• Information provided:
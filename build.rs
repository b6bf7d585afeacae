//! Embeds a build number and timestamp into the binary.

use std::fs;

fn main() {
    println!("cargo:rerun-if-changed=src");

    let build = fs::read_to_string("build_number.txt")
        .ok()
        .and_then(|s| s.trim().parse::<u64>().ok())
        .unwrap_or(0)
        + 1;
    fs::write("build_number.txt", build.to_string()).expect("write build_number.txt");

    println!("cargo:rustc-env=BREWSHEET_BUILD_NUMBER={}", build);
    println!(
        "cargo:rustc-env=BREWSHEET_BUILD_TIMESTAMP={}",
        chrono::Utc::now().format("%Y-%m-%dT%H:%M:%SZ")
    );
}
//! Unit types and conversion constants
//!
//! Canonical storage is metric (kilograms, liters, Celsius); these constants
//! take a canonical value to its U.S. display unit.

// ============================================================================
// Conversion Constants (from canonical metric)
// ============================================================================

/// US gallons per liter
pub const GALLONS_PER_LITER: f64 = 0.264172;
/// Pounds per kilogram
pub const POUNDS_PER_KILOGRAM: f64 = 2.20462;
/// Grams per kilogram
pub const GRAMS_PER_KILOGRAM: f64 = 1000.0;
/// Ounces per kilogram
pub const OUNCES_PER_KILOGRAM: f64 = 35.274;
/// Minutes per day
pub const MINUTES_PER_DAY: f64 = 1440.0;

/// Display unit chosen for an addition time
#[derive(Debug, Clone, Copy, PartialEq, Eq)]
pub enum TimeUnit {
    Minutes,
    Days,
}

/// Round to the given number of decimal places, halves away from zero
pub fn round_to(value: f64, places: u32) -> f64 {
    let factor = 10f64.powi(places as i32);
    (value * factor).round() / factor
}
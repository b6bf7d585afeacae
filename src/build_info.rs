//! Compile-time build metadata.

/// Package version from Cargo.toml
pub const VERSION: &str = env!("CARGO_PKG_VERSION");

/// Build number from the build script; "0" when built without it
pub const BUILD_NUMBER: &str = match option_env!("BREWSHEET_BUILD_NUMBER") {
    Some(n) => n,
    None => "0",
};

/// Build timestamp in ISO 8601 format
pub const BUILD_TIMESTAMP: &str = match option_env!("BREWSHEET_BUILD_TIMESTAMP") {
    Some(t) => t,
    None => "unknown",
};

/// One-line version banner for the CLI
pub fn banner() -> String {
    format!(
        "{} {} (build {}, {})",
        env!("CARGO_PKG_NAME"),
        VERSION,
        BUILD_NUMBER,
        BUILD_TIMESTAMP
    )
}
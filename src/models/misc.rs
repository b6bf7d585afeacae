//! Misc model
//!
//! Miscellaneous additions: finings, spices, water agents, and the like.

use serde::{Deserialize, Serialize};

/// A miscellaneous addition
#[derive(Debug, Clone, Default, Serialize, Deserialize)]
pub struct Misc {
    pub name: String,
    /// Amount in kilograms; ignored for display when `display_amount` is set
    pub amount: f64,
    /// Pre-formatted amount text from the document (e.g. "1 tsp"); shown
    /// verbatim when present, with no unit conversion
    pub display_amount: Option<String>,
    /// Addition time in minutes
    pub time: f64,
    /// How the addition is used (Boil, Primary, ...); opaque pass-through text
    pub usage: String,
    /// Addition type (Fining, Spice, Water Agent, ...); opaque pass-through
    pub misc_type: String,
}
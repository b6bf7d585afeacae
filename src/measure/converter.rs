//! Unit conversion functions
//!
//! Pure functions from a canonical metric value and a metric/U.S. flag to the
//! display value. Canonical model values are never written back; callers keep
//! the original and convert again on each render.

use super::units::{
    round_to, TimeUnit, GALLONS_PER_LITER, GRAMS_PER_KILOGRAM, MINUTES_PER_DAY,
    OUNCES_PER_KILOGRAM, POUNDS_PER_KILOGRAM,
};

/// Batch/boil volume: liters, or US gallons, rounded to 1 decimal
pub fn batch_volume(liters: f64, metric: bool) -> f64 {
    if metric {
        round_to(liters, 1)
    } else {
        round_to(liters * GALLONS_PER_LITER, 1)
    }
}

/// Fermentable weight: kilograms to 3 decimals, or pounds to 3 decimals
pub fn grain_weight(kilograms: f64, metric: bool) -> f64 {
    if metric {
        round_to(kilograms, 3)
    } else {
        round_to(kilograms * POUNDS_PER_KILOGRAM, 3)
    }
}

/// Hop or misc weight: grams to 1 decimal, or ounces to 2 decimals
pub fn hop_weight(kilograms: f64, metric: bool) -> f64 {
    if metric {
        round_to(kilograms * GRAMS_PER_KILOGRAM, 1)
    } else {
        round_to(kilograms * OUNCES_PER_KILOGRAM, 2)
    }
}

/// Temperature: Celsius to 2 decimals, or Fahrenheit to 1 decimal
pub fn temperature(celsius: f64, metric: bool) -> f64 {
    if metric {
        round_to(celsius, 2)
    } else {
        round_to(celsius * 9.0 / 5.0 + 32.0, 1)
    }
}

/// Addition time: whole minutes below a day, days to 1 decimal from there up
pub fn addition_time(minutes: f64) -> (f64, TimeUnit) {
    if minutes >= MINUTES_PER_DAY {
        (round_to(minutes / MINUTES_PER_DAY, 1), TimeUnit::Days)
    } else {
        (round_to(minutes, 0), TimeUnit::Minutes)
    }
}
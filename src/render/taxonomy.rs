//! Style taxonomy capability
//!
//! Registering a beer style with a host content system is an effectful,
//! host-side operation. The renderer takes it as an injected capability so
//! the core stays pure and testable without a host present.

/// Host-side style term storage
pub trait StyleTaxonomy {
    /// Ensure a term exists for the style name; returns a link to its
    /// category page when the host has one
    fn lookup_or_register(&mut self, style_name: &str) -> Option<String>;
}
//! Data models
//!
//! Rust structs representing a parsed BeerXML recipe. All amounts, volumes,
//! and temperatures are stored canonically in metric units; display
//! conversion happens in the render layer and never writes back.

mod fermentable;
mod hop;
mod misc;
mod recipe;
mod style;
mod yeast;

pub use fermentable::{total_weight, Fermentable};
pub use hop::Hop;
pub use misc::Misc;
pub use recipe::Recipe;
pub use style::Style;
pub use yeast::Yeast;
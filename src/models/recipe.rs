//! Recipe model
//!
//! The top-level parsed entity: header fields plus ingredient lists in
//! document order.

use serde::{Deserialize, Serialize};

use super::{Fermentable, Hop, Misc, Style, Yeast};

/// A brewing recipe as parsed from a BeerXML document
#[derive(Debug, Clone, Default, Serialize, Deserialize)]
pub struct Recipe {
    pub name: String,
    /// Batch size in liters
    pub batch_size: f64,
    /// Boil time in minutes
    pub boil_time: f64,
    pub ibu: f64,
    /// Estimated color in SRM
    pub est_color: f64,
    pub est_og: f64,
    pub est_fg: f64,
    pub est_abv: f64,
    pub notes: Option<String>,
    pub style: Option<Style>,
    pub fermentables: Vec<Fermentable>,
    pub hops: Vec<Hop>,
    pub miscs: Vec<Misc>,
    pub yeasts: Vec<Yeast>,
}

• What to produce:
The lines from the first of the entries through the line holding "pub const MINUTES_PER_DAY: f64 = 1440.0;" are to be restated word for word, and no others.

• Solution to this problem:
filename build.rs
repository b6bf7d585afeacae
//! Embeds a build number and timestamp into the binary.

use std::fs;

fn main() {
    println!("cargo:rerun-if-changed=src");

    let build = fs::read_to_string("build_number.txt")
        .ok()
        .and_then(|s| s.trim().parse::<u64>().ok())
        .unwrap_or(0)
        + 1;
    fs::write("build_number.txt", build.to_string()).expect("write build_number.txt");

    println!("cargo:rustc-env=BREWSHEET_BUILD_NUMBER={}", build);
    println!(
        "cargo:rustc-env=BREWSHEET_BUILD_TIMESTAMP={}",
        chrono::Utc::now().format("%Y-%m-%dT%H:%M:%SZ")
    );
}
//! Unit types and conversion constants
//!
//! Canonical storage is metric (kilograms, liters, Celsius); these constants
//! take a canonical value to its U.S. display unit.

// ============================================================================
// Conversion Constants (from canonical metric)
// ============================================================================

/// US gallons per liter
pub const GALLONS_PER_LITER: f64 = 0.264172;
/// Pounds per kilogram
pub const POUNDS_PER_KILOGRAM: f64 = 2.20462;
/// Grams per kilogram
pub const GRAMS_PER_KILOGRAM: f64 = 1000.0;
/// Ounces per kilogram
pub const OUNCES_PER_KILOGRAM: f64 = 35.274;
/// Minutes per day
pub const MINUTES_PER_DAY: f64 = 1440.0;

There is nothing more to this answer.